In contrast, both susceptible cultivars showed typically late and tem porary inductions. Our observations for the expressions of UGT and ABC transporter genes Inhibitors,Modulators,Libraries in cv. Sumai 3 are fur thermore in accordance with expression patterns previ ously observed for the ABC transporter gene TaPDR1 as well as the UGT gene TaUGT3 in FHB treated spike samples of cv. Wangshuibai. The TaPDR1 gene is a member of the ATP binding cassette protein superfamily and has been identi fied in cv. Wangshuibai due to its strong up regulation upon DON treatment as well as F. graminearum inocu lation. After fungal infection, the relative amount of TaPDR1 transcripts increased in Wangshuibai at 48 hai. The function of TaPDR1 in FHB resistance is pro posed to be DON related because gene expressions were found to peak after 6 to 12 h of DON inoculation and declined slowly thereafter.
In addition, Inhibitors,Modulators,Libraries a late expression peak was observed for the susceptible cv. Alondra similar to our observations in the susceptible cv. Florence Aurore. The general role of PDR transporters in the resistance to antifungal drugs was first characterized in yeast and a particular function in DON resistance was confirmed based on a yeast mutant Batimastat carrying a knockout variant of the PDR5 transporter gene resulting in a non natural hypersensi tivity to DON. The second analysed transporter gene Inhibitors,Modulators,Libraries TaMDR1 was ini tially isolated from wheat root apices as being induced by aluminium toxicity. However, TaMDR1 was up regulation together with TaPDR1 in cv. Wangshuibai and, thus, was supposed to be involved in DON resistance as well.

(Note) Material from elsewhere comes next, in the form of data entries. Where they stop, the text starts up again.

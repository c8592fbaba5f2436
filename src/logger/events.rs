//! Clean events: everything the scanner has to say, each with its own tier.
//!
//! The scanner never decides presentation. It emits every event at its
//! intrinsic [`Verbosity`] and the reporter chooses what to surface.

#![allow(missing_docs)]

use std::fmt;
use std::str::FromStr;

use serde::{Deserialize, Serialize};

use crate::core::errors::LintexError;
use crate::scanner::cleaner::RunSummary;

/// Output tiers, quietest first.
///
/// An event is shown when its tier is at or below the configured verbosity.
/// Errors carry [`Verbosity::Silent`] and are therefore always shown.
#[derive(
    Debug, Clone, Copy, PartialEq, Eq, PartialOrd, Ord, Hash, Default, Serialize, Deserialize,
)]
#[serde(rename_all = "kebab-case")]
pub enum Verbosity {
    /// Errors only.
    Silent,
    /// Actions taken (removals).
    #[default]
    ActionOnly,
    /// Actions plus files left alone and why.
    Verbose,
    /// Every classification step.
    Debug,
}

impl fmt::Display for Verbosity {
    fn fmt(&self, f: &mut fmt::Formatter<'_>) -> fmt::Result {
        f.write_str(match self {
            Self::Silent => "silent",
            Self::ActionOnly => "action-only",
            Self::Verbose => "verbose",
            Self::Debug => "debug",
        })
    }
}

impl FromStr for Verbosity {
    type Err = String;

    fn from_str(s: &str) -> Result<Self, Self::Err> {
        match s.trim().to_ascii_lowercase().as_str() {
            "silent" | "quiet" | "0" => Ok(Self::Silent),
            "action-only" | "whisper" | "1" => Ok(Self::ActionOnly),
            "verbose" | "2" => Ok(Self::Verbose),
            "debug" | "3" => Ok(Self::Debug),
            other => Err(format!(
                "unknown verbosity {other:?} (expected silent, action-only, verbose or debug)"
            )),
        }
    }
}

/// Why a file name was left out of every bucket.
#[derive(Debug, Clone, PartialEq, Eq, Serialize)]
#[serde(rename_all = "snake_case", tag = "reason")]
pub enum UnclassifiedReason {
    NoExtension,
    EmptyExtension,
    BareSuffix,
    UnregisteredExtension { suffix: String },
    NonUtf8Name,
}

#[derive(Debug, Clone, PartialEq, Serialize)]
#[serde(tag = "event", rename_all = "snake_case")]
pub enum CleanEvent {
    RunStarted {
        roots: Vec<String>,
        recurse: bool,
        confirm: bool,
        pretend: bool,
        keep_final_products: bool,
        remove_older: bool,
        backup_suffix: String,
        config_hash: String,
    },
    DirectoryScanStarted {
        dir: String,
    },
    DirectoryUnreadable {
        dir: String,
        code: String,
        message: String,
    },
    DirectoryRevisited {
        dir: String,
    },
    EntrySkipped {
        path: String,
        code: String,
        message: String,
    },
    SubdirectoryFound {
        name: String,
        queued: bool,
    },
    EntryClassified {
        name: String,
        extension: String,
    },
    EntryUnclassified {
        name: String,
        #[serde(flatten)]
        reason: UnclassifiedReason,
    },
    BucketSummary {
        extension: String,
        count: usize,
    },
    PairingStarted {
        source: String,
    },
    Removed {
        path: String,
    },
    WouldRemove {
        path: String,
    },
    RemovalDeclined {
        path: String,
    },
    RemovalFailed {
        path: String,
        code: String,
        message: String,
    },
    KeptFinalProduct {
        path: String,
    },
    KeptReadOnly {
        path: String,
    },
    KeptNewerSource {
        path: String,
        source: String,
    },
    Unmatched {
        path: String,
        source_extension: String,
    },
    RunFinished {
        summary: RunSummary,
    },
}

impl CleanEvent {
    /// Intrinsic tier of this event.
    #[must_use]
    pub const fn tier(&self) -> Verbosity {
        match self {
            Self::DirectoryUnreadable { .. }
            | Self::EntrySkipped { .. }
            | Self::RemovalFailed { .. } => Verbosity::Silent,
            Self::Removed { .. }
            | Self::WouldRemove { .. }
            | Self::RemovalDeclined { .. }
            | Self::KeptFinalProduct { .. } => Verbosity::ActionOnly,
            Self::KeptReadOnly { .. }
            | Self::KeptNewerSource { .. }
            | Self::Unmatched { .. }
            | Self::DirectoryRevisited { .. }
            | Self::RunFinished { .. }
            | Self::EntryUnclassified {
                reason: UnclassifiedReason::EmptyExtension,
                ..
            } => Verbosity::Verbose,
            Self::RunStarted { .. }
            | Self::DirectoryScanStarted { .. }
            | Self::SubdirectoryFound { .. }
            | Self::EntryClassified { .. }
            | Self::EntryUnclassified { .. }
            | Self::BucketSummary { .. }
            | Self::PairingStarted { .. } => Verbosity::Debug,
        }
    }

    /// Errors go to the error stream of the console reporter.
    #[must_use]
    pub const fn is_error(&self) -> bool {
        matches!(
            self,
            Self::DirectoryUnreadable { .. } | Self::EntrySkipped { .. } | Self::RemovalFailed { .. }
        )
    }

    pub(crate) fn directory_unreadable(dir: &std::path::Path, err: &LintexError) -> Self {
        Self::DirectoryUnreadable {
            dir: dir.display().to_string(),
            code: err.code().to_string(),
            message: err.to_string(),
        }
    }

    pub(crate) fn entry_skipped(path: &std::path::Path, err: &LintexError) -> Self {
        Self::EntrySkipped {
            path: path.display().to_string(),
            code: err.code().to_string(),
            message: err.to_string(),
        }
    }

    pub(crate) fn removal_failed(path: &std::path::Path, err: &LintexError) -> Self {
        Self::RemovalFailed {
            path: path.display().to_string(),
            code: err.code().to_string(),
            message: err.to_string(),
        }
    }
}

fn yn(flag: bool) -> char {
    if flag { 'Y' } else { 'N' }
}

impl fmt::Display for CleanEvent {
    fn fmt(&self, f: &mut fmt::Formatter<'_>) -> fmt::Result {
        match self {
            Self::RunStarted {
                roots,
                recurse,
                confirm,
                pretend,
                keep_final_products,
                remove_older,
                backup_suffix,
                config_hash,
            } => write!(
                f,
                "* lintex {} - roots = {roots:?}, confirm = {}, recurse = {}, keep = {}, pretend = {}, older = {}, editor trailer = {backup_suffix:?}, config = {config_hash}",
                env!("CARGO_PKG_VERSION"),
                yn(*confirm),
                yn(*recurse),
                yn(*keep_final_products),
                yn(*pretend),
                yn(*remove_older),
            ),
            Self::DirectoryScanStarted { dir } => write!(f, "* Scanning directory \"{dir}\""),
            Self::DirectoryRevisited { dir } => {
                write!(f, "* Skipping directory \"{dir}\": already visited")
            }
            Self::DirectoryUnreadable { message, .. }
            | Self::EntrySkipped { message, .. }
            | Self::RemovalFailed { message, .. } => write!(f, "lintex: {message}"),
            Self::SubdirectoryFound { name, queued } => {
                if *queued {
                    write!(f, "File {name} - is a directory, queued")
                } else {
                    write!(f, "File {name} - is a directory")
                }
            }
            Self::EntryClassified { name, extension } => {
                write!(f, "File {name} - extension {extension} - inserted in tree")
            }
            Self::EntryUnclassified { name, reason } => match reason {
                UnclassifiedReason::NoExtension => write!(f, "File {name} - without extension"),
                UnclassifiedReason::EmptyExtension => write!(f, "File {name} - empty extension"),
                UnclassifiedReason::BareSuffix => write!(f, "File {name} - nothing before extension"),
                UnclassifiedReason::UnregisteredExtension { suffix } => {
                    write!(f, "File {name} - extension {suffix}")
                }
                UnclassifiedReason::NonUtf8Name => write!(f, "File {name} - name is not UTF-8"),
            },
            Self::BucketSummary { extension, count } => write!(
                f,
                "  --> {count} file{} with extension {extension}",
                if *count == 1 { "" } else { "s" }
            ),
            Self::PairingStarted { source } => write!(f, "    Finding files related to {source}:"),
            Self::Removed { path } => write!(f, "{path} has been removed"),
            Self::WouldRemove { path } => {
                write!(f, "*** File \"{path}\" would have been removed ***")
            }
            Self::RemovalDeclined { path } => write!(f, "*** {path} not removed; not confirmed ***"),
            Self::KeptFinalProduct { path } => {
                write!(f, "*** {path} not removed; keep is enabled ***")
            }
            Self::KeptReadOnly { path } => write!(f, "*** {path} not removed; it is read only ***"),
            Self::KeptNewerSource { path, source } => {
                write!(f, "*** {path} not removed; {source} is newer ***")
            }
            Self::Unmatched {
                path,
                source_extension,
            } => write!(
                f,
                "*** {path} not removed; no {source_extension} file found ***"
            ),
            Self::RunFinished { summary } => write!(
                f,
                "{} director{} scanned ({} unreadable): {} removed, {} would be removed, {} declined, {} failed, {} kept, {} unmatched",
                summary.directories_scanned,
                if summary.directories_scanned == 1 { "y" } else { "ies" },
                summary.directories_failed,
                summary.removed,
                summary.simulated,
                summary.declined,
                summary.failed,
                summary.kept(),
                summary.unmatched,
            ),
        }
    }
}
//! Top-level CLI definition and dispatch.

use std::io::{self, IsTerminal};
use std::path::PathBuf;

use clap::{CommandFactory, Parser};
use clap_complete::{Shell as CompletionShell, generate};
use colored::control;
use thiserror::Error;

use lintex::core::config::Config;
use lintex::core::errors::LintexError;
use lintex::logger::events::Verbosity;
use lintex::logger::reporter::{ConsoleReporter, JsonReporter, Reporter};
use lintex::scanner::cleaner::Cleaner;
use lintex::scanner::deletion::{Confirmer, PromptConfirmer};
use lintex::scanner::fs::RealFs;

/// Removes TeX-related auxiliary files from the given directories (default:
/// the current directory). Files are removed only when they are more recent
/// than their TeX source and are not read only.
#[derive(Debug, Parser)]
#[command(
    name = "lintex",
    author,
    version,
    about = "Remove TeX auxiliary files newer than their .tex source",
    long_about = None
)]
pub struct Cli {
    /// Directories to clean.
    #[arg(value_name = "DIR")]
    dirs: Vec<PathBuf>,
    /// Ask before removing any file.
    #[arg(short = 'i', long, short_alias = 'I')]
    confirm: bool,
    /// Scan subdirectories recursively.
    #[arg(short = 'r', long, short_alias = 'R')]
    recurse: bool,
    /// Keep final documents (.pdf, .ps, .dvi).
    #[arg(short = 'k', long, short_alias = 'K')]
    keep: bool,
    /// Trailing string identifying editor backups; "" disables their cleanup.
    #[arg(short = 'b', long, short_alias = 'B', value_name = "EXT")]
    backup_suffix: Option<String>,
    /// Show what would be removed without removing anything.
    #[arg(short = 'p', long, short_alias = 'P')]
    pretend: bool,
    /// Permit removal of files older than their sources.
    #[arg(short = 'o', long, short_alias = 'O')]
    older: bool,
    /// Follow symlinked directories while recursing.
    #[arg(long)]
    follow_symlinks: bool,
    /// Quiet mode (errors only).
    #[arg(short, long, short_alias = 'Q', overrides_with_all = ["verbose", "debug"])]
    quiet: bool,
    /// Report which files were removed and which were not.
    #[arg(short, long, overrides_with_all = ["quiet", "debug"])]
    verbose: bool,
    /// Trace every classification step.
    #[arg(short, long, short_alias = 'D', overrides_with_all = ["quiet", "verbose"])]
    debug: bool,
    /// Override config file path.
    #[arg(long, value_name = "PATH")]
    config: Option<PathBuf>,
    /// Force JSON output mode.
    #[arg(long)]
    json: bool,
    /// Disable colored output.
    #[arg(long)]
    no_color: bool,
    /// Print a shell completion script and exit.
    #[arg(long, value_name = "SHELL")]
    completions: Option<CompletionShell>,
}

#[derive(Debug, Clone, Copy, PartialEq, Eq)]
enum OutputMode {
    Human,
    Json,
}

/// CLI error type with explicit exit-code mapping.
#[derive(Debug, Error)]
pub enum CliError {
    /// Invalid user input or configuration.
    #[error("{0}")]
    User(String),
    /// Environment/runtime failure.
    #[error("{0}")]
    Runtime(String),
    /// Internal bug or invariant violation.
    #[error("{0}")]
    Internal(String),
}

impl CliError {
    /// Process exit code contract for the CLI.
    pub const fn exit_code(&self) -> i32 {
        match self {
            Self::User(_) => 1,
            Self::Runtime(_) => 2,
            Self::Internal(_) => 3,
        }
    }
}

impl From<LintexError> for CliError {
    fn from(err: LintexError) -> Self {
        if err.is_fatal() {
            Self::User(err.to_string())
        } else if matches!(err, LintexError::Serialization { .. }) {
            Self::Internal(err.to_string())
        } else {
            Self::Runtime(err.to_string())
        }
    }
}

/// Resolve configuration, then clean every requested directory.
///
/// Per-file and per-directory failures are reported as they happen and do
/// not change the exit status.
pub fn run(cli: &Cli) -> Result<(), CliError> {
    if cli.no_color {
        control::set_override(false);
    }

    if let Some(shell) = cli.completions {
        let mut command = Cli::command();
        let binary_name = command.get_name().to_string();
        generate(shell, &mut command, binary_name, &mut io::stdout());
        return Ok(());
    }

    let mut config = Config::load(cli.config.as_deref())?;
    apply_flags(&mut config, cli);
    // File, env and flags are all applied; this is the only validation.
    let registry = config.registry()?;
    let config_hash = config.stable_hash()?;
    let verbosity = config.clean.verbosity;

    let mode = output_mode(cli);
    let mut reporter = build_reporter(mode, verbosity, cli.no_color);
    let mut confirmer: Box<dyn Confirmer> = match mode {
        OutputMode::Human => Box::new(PromptConfirmer::stdio()),
        OutputMode::Json => Box::new(PromptConfirmer::new(io::stdin().lock(), io::stderr())),
    };

    Cleaner::new(
        &RealFs,
        &registry,
        config.policy(),
        confirmer.as_mut(),
        reporter.as_mut(),
    )
    .with_config_hash(config_hash)
    .run(&cli.dirs);

    Ok(())
}

/// Command-line flags take precedence over file and environment settings.
fn apply_flags(config: &mut Config, cli: &Cli) {
    let clean = &mut config.clean;
    clean.recurse |= cli.recurse;
    clean.confirm |= cli.confirm;
    clean.pretend |= cli.pretend;
    clean.keep_final_products |= cli.keep;
    clean.remove_older |= cli.older;
    clean.follow_symlinks |= cli.follow_symlinks;
    if let Some(suffix) = &cli.backup_suffix {
        clean.backup_suffix.clone_from(suffix);
    }
    if let Some(verbosity) = flag_verbosity(cli) {
        clean.verbosity = verbosity;
    }
}

fn flag_verbosity(cli: &Cli) -> Option<Verbosity> {
    if cli.debug {
        Some(Verbosity::Debug)
    } else if cli.verbose {
        Some(Verbosity::Verbose)
    } else if cli.quiet {
        Some(Verbosity::Silent)
    } else {
        None
    }
}

fn build_reporter(mode: OutputMode, verbosity: Verbosity, no_color: bool) -> Box<dyn Reporter> {
    match mode {
        OutputMode::Json => Box::new(JsonReporter::stdout(verbosity)),
        OutputMode::Human => {
            let console = ConsoleReporter::stdio(verbosity);
            if no_color || !io::stdout().is_terminal() {
                Box::new(console.without_color())
            } else {
                Box::new(console)
            }
        }
    }
}

fn output_mode(cli: &Cli) -> OutputMode {
    let env_mode = std::env::var("LINTEX_OUTPUT_FORMAT").ok();
    resolve_output_mode(cli.json, env_mode.as_deref())
}

fn resolve_output_mode(json_flag: bool, env_mode: Option<&str>) -> OutputMode {
    if json_flag {
        return OutputMode::Json;
    }
    match env_mode.map(|raw| raw.trim().to_ascii_lowercase()) {
        Some(mode) if mode == "json" => OutputMode::Json,
        _ => OutputMode::Human,
    }
}
//! Configuration system: TOML file + env var overrides + defaults.
//!
//! Resolution order, later wins: built-in defaults, the TOML file,
//! `LINTEX_*` environment variables, then command-line flags (applied by the
//! CLI layer on the returned [`Config`]).

#![allow(missing_docs)]

use std::env;
use std::fs;
use std::path::{Path, PathBuf};

use serde::{Deserialize, Serialize};

use crate::core::errors::{LintexError, Result};
use crate::logger::events::Verbosity;
use crate::scanner::registry::{
    DEFAULT_ARTIFACT_EXTENSIONS, DEFAULT_BACKUP_SUFFIX, DEFAULT_FINAL_PRODUCT_EXTENSIONS,
    DEFAULT_SOURCE_EXTENSION, ExtensionRegistry,
};

/// Full lintex configuration model.
#[derive(Debug, Clone, Serialize, Deserialize, PartialEq, Eq, Default)]
#[serde(default)]
pub struct Config {
    pub clean: CleanConfig,
    pub extensions: ExtensionsConfig,
}

/// Run modes.
#[derive(Debug, Clone, Serialize, Deserialize, PartialEq, Eq)]
#[serde(default)]
pub struct CleanConfig {
    pub recurse: bool,
    pub confirm: bool,
    pub pretend: bool,
    pub keep_final_products: bool,
    /// Also remove artifacts that are not newer than their source.
    pub remove_older: bool,
    pub follow_symlinks: bool,
    /// Editor backup trailer. Empty disables backup removal.
    pub backup_suffix: String,
    pub verbosity: Verbosity,
}

/// The tracked extension table.
#[derive(Debug, Clone, Serialize, Deserialize, PartialEq, Eq)]
#[serde(default)]
pub struct ExtensionsConfig {
    pub source: String,
    pub artifacts: Vec<String>,
    pub final_products: Vec<String>,
}

/// Immutable switches threaded through every directory pass.
#[derive(Debug, Clone, Copy, Default, PartialEq, Eq, Serialize)]
pub struct CleanPolicy {
    pub recurse: bool,
    pub confirm: bool,
    pub pretend: bool,
    pub keep_final_products: bool,
    pub remove_older: bool,
    pub follow_symlinks: bool,
}

impl Default for CleanConfig {
    fn default() -> Self {
        Self {
            recurse: false,
            confirm: false,
            pretend: false,
            keep_final_products: false,
            remove_older: false,
            follow_symlinks: false,
            backup_suffix: DEFAULT_BACKUP_SUFFIX.to_string(),
            verbosity: Verbosity::default(),
        }
    }
}

impl Default for ExtensionsConfig {
    fn default() -> Self {
        Self {
            source: DEFAULT_SOURCE_EXTENSION.to_string(),
            artifacts: DEFAULT_ARTIFACT_EXTENSIONS
                .iter()
                .map(|ext| (*ext).to_string())
                .collect(),
            final_products: DEFAULT_FINAL_PRODUCT_EXTENSIONS
                .iter()
                .map(|ext| (*ext).to_string())
                .collect(),
        }
    }
}

impl Config {
    /// Default configuration path.
    #[must_use]
    pub fn default_path() -> PathBuf {
        default_path_from(|name| env::var(name).ok())
    }

    /// Load config from default or explicit path, then apply env overrides.
    ///
    /// Missing config file is not an error when loading from default path; defaults are used.
    /// The result is not validated: callers layer their own overrides first,
    /// then [`Config::validate`] or [`Config::registry`] checks the final values.
    pub fn load(path: Option<&Path>) -> Result<Self> {
        let path_buf = path.map_or_else(Self::default_path, Path::to_path_buf);

        let mut cfg = if path_buf.exists() {
            let raw = fs::read_to_string(&path_buf)
                .map_err(|source| LintexError::io(&path_buf, source))?;
            toml::from_str::<Self>(&raw)?
        } else if path.is_some() {
            return Err(LintexError::MissingConfig { path: path_buf });
        } else {
            Self::default()
        };

        cfg.apply_env_overrides_from(|name| env::var(name).ok())?;
        Ok(cfg)
    }

    /// Deterministic hash of the effective config for the run header.
    ///
    /// FNV-1a over the canonical JSON form, stable across processes and
    /// toolchain releases.
    pub fn stable_hash(&self) -> Result<String> {
        let canonical = serde_json::to_string(self)?;
        let mut hash: u64 = 0xcbf2_9ce4_8422_2325;
        for byte in canonical.as_bytes() {
            hash ^= u64::from(*byte);
            hash = hash.wrapping_mul(0x0100_0000_01b3);
        }
        Ok(format!("{hash:016x}"))
    }

    /// Apply `LINTEX_*` overrides read through `lookup`.
    ///
    /// Blank values are ignored, except for the backup suffix where an empty
    /// value disables backup removal.
    pub fn apply_env_overrides_from<F>(&mut self, mut lookup: F) -> Result<()>
    where
        F: FnMut(&str) -> Option<String>,
    {
        let mut non_blank = |name: &str| lookup(name).filter(|raw| !raw.trim().is_empty());

        for (name, slot) in [
            ("LINTEX_RECURSE", &mut self.clean.recurse),
            ("LINTEX_CONFIRM", &mut self.clean.confirm),
            ("LINTEX_PRETEND", &mut self.clean.pretend),
            ("LINTEX_KEEP", &mut self.clean.keep_final_products),
            ("LINTEX_OLDER", &mut self.clean.remove_older),
            ("LINTEX_FOLLOW_SYMLINKS", &mut self.clean.follow_symlinks),
        ] {
            if let Some(raw) = non_blank(name) {
                *slot = parse_env_bool(name, &raw)?;
            }
        }

        if let Some(raw) = non_blank("LINTEX_VERBOSITY") {
            self.clean.verbosity = raw.parse().map_err(|details| LintexError::ConfigParse {
                context: "env",
                details: format!("LINTEX_VERBOSITY={raw:?}: {details}"),
            })?;
        }

        if let Some(raw) = lookup("LINTEX_BACKUP_SUFFIX") {
            self.clean.backup_suffix = raw;
        }

        Ok(())
    }

    /// Check the whole model; the first problem found is returned.
    pub fn validate(&self) -> Result<()> {
        self.registry().map(|_| ())
    }

    /// Build the extension registry described by this config.
    pub fn registry(&self) -> Result<ExtensionRegistry> {
        ExtensionRegistry::new(
            &self.extensions.source,
            &self.extensions.artifacts,
            &self.extensions.final_products,
            &self.clean.backup_suffix,
        )
    }

    #[must_use]
    pub fn policy(&self) -> CleanPolicy {
        CleanPolicy {
            recurse: self.clean.recurse,
            confirm: self.clean.confirm,
            pretend: self.clean.pretend,
            keep_final_products: self.clean.keep_final_products,
            remove_older: self.clean.remove_older,
            follow_symlinks: self.clean.follow_symlinks,
        }
    }
}

fn default_path_from<F>(mut lookup: F) -> PathBuf
where
    F: FnMut(&str) -> Option<String>,
{
    let base = lookup("XDG_CONFIG_HOME")
        .filter(|raw| !raw.trim().is_empty())
        .map(PathBuf::from)
        .or_else(|| {
            lookup("HOME")
                .filter(|raw| !raw.trim().is_empty())
                .map(|home| PathBuf::from(home).join(".config"))
        })
        .unwrap_or_else(|| PathBuf::from(".config"));
    base.join("lintex").join("config.toml")
}

fn parse_env_bool(name: &str, raw: &str) -> Result<bool> {
    match raw.trim().to_ascii_lowercase().as_str() {
        "1" | "true" | "yes" | "on" => Ok(true),
        "0" | "false" | "no" | "off" => Ok(false),
        other => Err(LintexError::ConfigParse {
            context: "env",
            details: format!("{name}={other:?}: expected a boolean"),
        }),
    }
}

In fact, our time course qPCR expression data were able to reveal that both genes show similar expres sion profiles upon Fusarium infection in the resistant cul tivars Dream and Sumai 3, respectively. Although genotype specific differ ences were present, the observed similar expression pat terns indicate a possible Inhibitors,Modulators,Libraries trichothecene responsive up regulation for TaMDR1 as well. Using nullisomic tetrasomic wheat lines, we have also located the TaMDR1 allele on chromosome 5A where TaPDR1 had already been placed before. These observations may reflect a common mechanism of transcriptional co regulation for both genes. In general, there is accumulating evidence that gene order in eukaryotic genomes is not completely ran dom and that pathogen responsive as well as other genes with similar expression levels tend to be clustered within the same genomic neighbourhoods. In fact, for TaPDR1 it was discovered that the gene expression is not induced by JA, SA and abiotic stress factors but by de creasing concentrations of Al3 and free. This mode of regulation was also reported for the TaMDR1 gene due to its general induction by Al injury in wheat roots.